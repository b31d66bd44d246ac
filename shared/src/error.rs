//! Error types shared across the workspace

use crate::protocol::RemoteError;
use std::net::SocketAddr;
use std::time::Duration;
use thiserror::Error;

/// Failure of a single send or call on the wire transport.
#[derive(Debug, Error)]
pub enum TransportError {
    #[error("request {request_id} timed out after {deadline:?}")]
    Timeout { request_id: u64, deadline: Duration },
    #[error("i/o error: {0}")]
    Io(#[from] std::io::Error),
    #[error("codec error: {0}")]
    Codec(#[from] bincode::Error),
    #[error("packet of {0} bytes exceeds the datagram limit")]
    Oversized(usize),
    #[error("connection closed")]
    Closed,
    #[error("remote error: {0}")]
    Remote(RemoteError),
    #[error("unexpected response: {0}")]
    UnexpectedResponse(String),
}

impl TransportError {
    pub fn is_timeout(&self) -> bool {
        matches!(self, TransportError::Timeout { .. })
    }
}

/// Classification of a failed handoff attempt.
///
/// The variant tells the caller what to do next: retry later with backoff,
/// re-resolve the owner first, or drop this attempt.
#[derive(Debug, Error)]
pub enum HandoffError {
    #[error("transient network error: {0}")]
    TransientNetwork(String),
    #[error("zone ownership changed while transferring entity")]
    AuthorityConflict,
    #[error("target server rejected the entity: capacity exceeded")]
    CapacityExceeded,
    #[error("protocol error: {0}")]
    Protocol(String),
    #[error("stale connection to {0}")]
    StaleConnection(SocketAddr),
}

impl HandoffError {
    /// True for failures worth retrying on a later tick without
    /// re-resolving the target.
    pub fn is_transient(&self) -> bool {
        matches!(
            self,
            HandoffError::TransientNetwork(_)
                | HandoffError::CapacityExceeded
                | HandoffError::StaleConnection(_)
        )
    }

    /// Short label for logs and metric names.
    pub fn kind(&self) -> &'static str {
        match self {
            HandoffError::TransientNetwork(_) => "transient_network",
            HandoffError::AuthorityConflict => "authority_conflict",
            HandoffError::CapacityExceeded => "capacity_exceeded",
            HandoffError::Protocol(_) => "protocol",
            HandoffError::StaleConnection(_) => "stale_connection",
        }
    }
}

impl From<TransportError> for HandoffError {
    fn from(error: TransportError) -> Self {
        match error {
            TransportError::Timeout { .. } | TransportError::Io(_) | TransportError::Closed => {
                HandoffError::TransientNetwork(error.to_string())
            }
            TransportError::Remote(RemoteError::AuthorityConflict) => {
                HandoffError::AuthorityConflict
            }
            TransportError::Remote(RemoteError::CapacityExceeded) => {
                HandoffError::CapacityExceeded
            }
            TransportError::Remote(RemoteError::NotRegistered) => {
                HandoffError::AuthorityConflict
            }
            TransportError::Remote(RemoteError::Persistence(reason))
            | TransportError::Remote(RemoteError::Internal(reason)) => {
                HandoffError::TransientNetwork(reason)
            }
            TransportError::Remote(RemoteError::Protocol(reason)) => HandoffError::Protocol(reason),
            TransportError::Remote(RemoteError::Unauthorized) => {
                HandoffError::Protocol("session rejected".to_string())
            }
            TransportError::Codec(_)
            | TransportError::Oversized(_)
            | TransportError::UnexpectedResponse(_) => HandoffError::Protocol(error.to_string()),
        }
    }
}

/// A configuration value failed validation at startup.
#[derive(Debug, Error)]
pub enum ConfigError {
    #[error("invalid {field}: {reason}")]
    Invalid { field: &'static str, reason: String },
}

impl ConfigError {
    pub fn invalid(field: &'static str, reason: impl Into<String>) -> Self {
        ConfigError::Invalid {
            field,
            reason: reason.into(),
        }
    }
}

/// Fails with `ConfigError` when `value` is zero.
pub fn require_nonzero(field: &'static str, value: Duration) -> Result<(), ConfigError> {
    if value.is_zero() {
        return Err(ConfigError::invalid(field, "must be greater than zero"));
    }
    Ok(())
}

+++

— Your goal —
Whenever the word "SocketAddr" shows up in a line of the entries above, copy that line.

— Task output —
use std::net::SocketAddr;
    StaleConnection(SocketAddr),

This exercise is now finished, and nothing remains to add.